EXERCISE PROMPT:
Where does the word "FactoryState" appear in the data? Copy every line that holds it.

SUPPLIED RECORDS:
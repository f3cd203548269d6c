//! Outbound notifications toward the display layer.
//!
//! The core fires these and forgets them: listeners are passive, delivery
//! has no acknowledgment, and no core state depends on a listener running.
//! This is the whole UI contract -- rendering, animation playback, and
//! widget updates live entirely on the other side.

use crate::factory::FactoryId;

/// A fire-and-forget notification to the display layer.
#[derive(Debug, Clone, PartialEq, Eq)]
pub enum Notification {
    /// The gem total changed.
    GemsChanged { total: u64 },

    /// A user-facing message (upgrade succeeded, not enough gems, ...).
    Message { text: String, success: bool },

    /// A factory produced gems this tick; the display layer may play its
    /// production animation.
    ProductionPulse { factory: FactoryId },
}

/// Passive listener registry for [`Notification`]s.
///
/// `emit` never fails and never blocks on a listener; a session with no
/// listeners registered is perfectly valid (headless mode).
#[derive(Default)]
pub struct NotificationBus {
    listeners: Vec<Box<dyn FnMut(&Notification)>>,
}

impl NotificationBus {
    pub fn new() -> Self {
        Self::default()
    }

    /// Register a passive listener. Listeners are invoked in registration
    /// order on every emit.
    pub fn subscribe(&mut self, listener: impl FnMut(&Notification) + 'static) {
        self.listeners.push(Box::new(listener));
    }

    /// Deliver a notification to every listener.
    pub fn emit(&mut self, notification: Notification) {
        for listener in &mut self.listeners {
            listener(&notification);
        }
    }
}

impl std::fmt::Debug for NotificationBus {
    fn fmt(&self, f: &mut std::fmt::Formatter<'_>) -> std::fmt::Result {
        f.debug_struct("NotificationBus")
            .field("listeners", &self.listeners.len())
            .finish()
    }
}
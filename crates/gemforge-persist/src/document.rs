//! The JSON save document: per-factory state that must round-trip losslessly.

use serde::{Deserialize, Serialize};

/// Persisted state of one factory. Identity is positional: factories are
/// stored in registry order and reassigned the same ids on load.
#[derive(Debug, Clone, PartialEq, Serialize, Deserialize)]
#[serde(rename_all = "camelCase")]
pub struct FactoryState {
    /// Upgrade level, `1..=max_level`.
    pub level: u32,

    /// Gems produced per second of elapsed time.
    pub production_rate: f64,
}

/// Top-level save document, serialized as human-readable JSON.
#[derive(Debug, Clone, Default, PartialEq, Serialize, Deserialize)]
pub struct SaveDocument {
    /// Factory states in registry (creation) order.
    pub units: Vec<FactoryState>,
}

impl SaveDocument {
    /// Build a document from an iterator of `(level, production_rate)` pairs.
    pub fn from_states<I>(states: I) -> Self
    where
        I: IntoIterator<Item = (u32, f64)>,
    {
        Self {
            units: states
                .into_iter()
                .map(|(level, production_rate)| FactoryState {
                    level,
                    production_rate,
                })
                .collect(),
        }
    }
}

ANSWER SECTION:
pub struct FactoryState {
    pub units: Vec<FactoryState>,
                .map(|(level, production_rate)| FactoryState {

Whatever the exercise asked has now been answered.